Forum Discussion
PowerShell script is triggering the AD alert when executing on any local server. as user or computer
Harm_Veenstra One thing I also understood that, The user who is executing the script is the local user not domain user. Its trying to collect the details from the target server but in backend some where its connecting to AD Server. And the error I am getting is like below. User and the error type.
Is the server level hardening to block the login or in the script which is trying to do get something from AD server instead of Target servers where the actual script is executing.
My expectation is that the NTLM event is coming from how the script is being called, not from the script itself.
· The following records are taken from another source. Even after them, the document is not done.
//! Core algorithms of an IEEE 1588-2008 ordinary/boundary clock.
//!
//! This crate implements the Best Master Clock algorithm, the PTP port state
//! machine, the wire codec for the ten PTP message types, and the clock
//! servo. It deliberately knows nothing about sockets, the OS clock, or
//! configuration file formats: those are external collaborators, described
//! by the traits in [`clock`] and [`network`], and implemented concretely by
//! a consumer such as the `ptp-core-linux` daemon.

#![cfg_attr(not(feature = "std"), no_std)]

pub mod bmc;
pub mod clock;
pub mod config;
pub mod datastructures;
pub mod network;
pub mod observability;
pub mod port;
pub mod servo;
pub mod time;

mod ptp_instance;

pub use ptp_instance::PtpInstance;

use datastructures::common::PortIdentity;

/// An observable change in the state of the instance, handed to the
/// orchestrator so it can log or export it without needing to poll data sets
/// on every iteration.
#[derive(Debug, Clone, Copy, PartialEq, Eq)]
pub enum Event {
    PortBecameInitializing { port_id: PortIdentity },
    PortBecameFaulty { port_id: PortIdentity },
    PortBecameDisabled { port_id: PortIdentity },
    PortBecameListening { port_id: PortIdentity },
    PortBecamePreMaster { port_id: PortIdentity },
    PortBecameMaster { port_id: PortIdentity },
    PortBecamePassive { port_id: PortIdentity },
    PortBecameUncalibrated { port_id: PortIdentity },
    PortBecameSlave {
        port_id: PortIdentity,
        master_port_id: PortIdentity,
    },
}

impl core::fmt::Display for Event {
    fn fmt(&self, f: &mut core::fmt::Formatter<'_>) -> core::fmt::Result {
        match self {
            Event::PortBecameInitializing { port_id } => {
                write!(f, "port {port_id} became Initializing")
            }
            Event::PortBecameFaulty { port_id } => write!(f, "port {port_id} became Faulty"),
            Event::PortBecameDisabled { port_id } => write!(f, "port {port_id} became Disabled"),
            Event::PortBecameListening { port_id } => {
                write!(f, "port {port_id} became Listening")
            }
            Event::PortBecamePreMaster { port_id } => {
                write!(f, "port {port_id} became PreMaster")
            }
            Event::PortBecameMaster { port_id } => write!(f, "port {port_id} became Master"),
            Event::PortBecamePassive { port_id } => write!(f, "port {port_id} became Passive"),
            Event::PortBecameUncalibrated { port_id } => {
                write!(f, "port {port_id} became Uncalibrated")
            }
            Event::PortBecameSlave {
                port_id,
                master_port_id,
            } => write!(f, "port {port_id} became Slave to {master_port_id}"),
        }
    }
}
Rather than focusing on the script content, focus on how it's being run, i.e. via something like psexec, Invoke-Command, a scheduled task, SCCM utility, etc., etc.
In theory, WMI can also be the source but the calls to Get-WmiObject and Get-CimInstance do not use such triggers (such as alternate credentials and/or impersonation levels) meaning that is irrelevant in this case. That only leaves how it's being launched.
While the script itself is not written very well, there's nothing in it that would trigger the events you're seeing.
Cheers,
Lain
- Yes Lain, We are using the BMC TrueSight Server Automation tool which push the script in 100 target servers in any directory and execute it on all 100 servers, After that Security team raise the concern like they have high volume alert which was around 4956 alerts.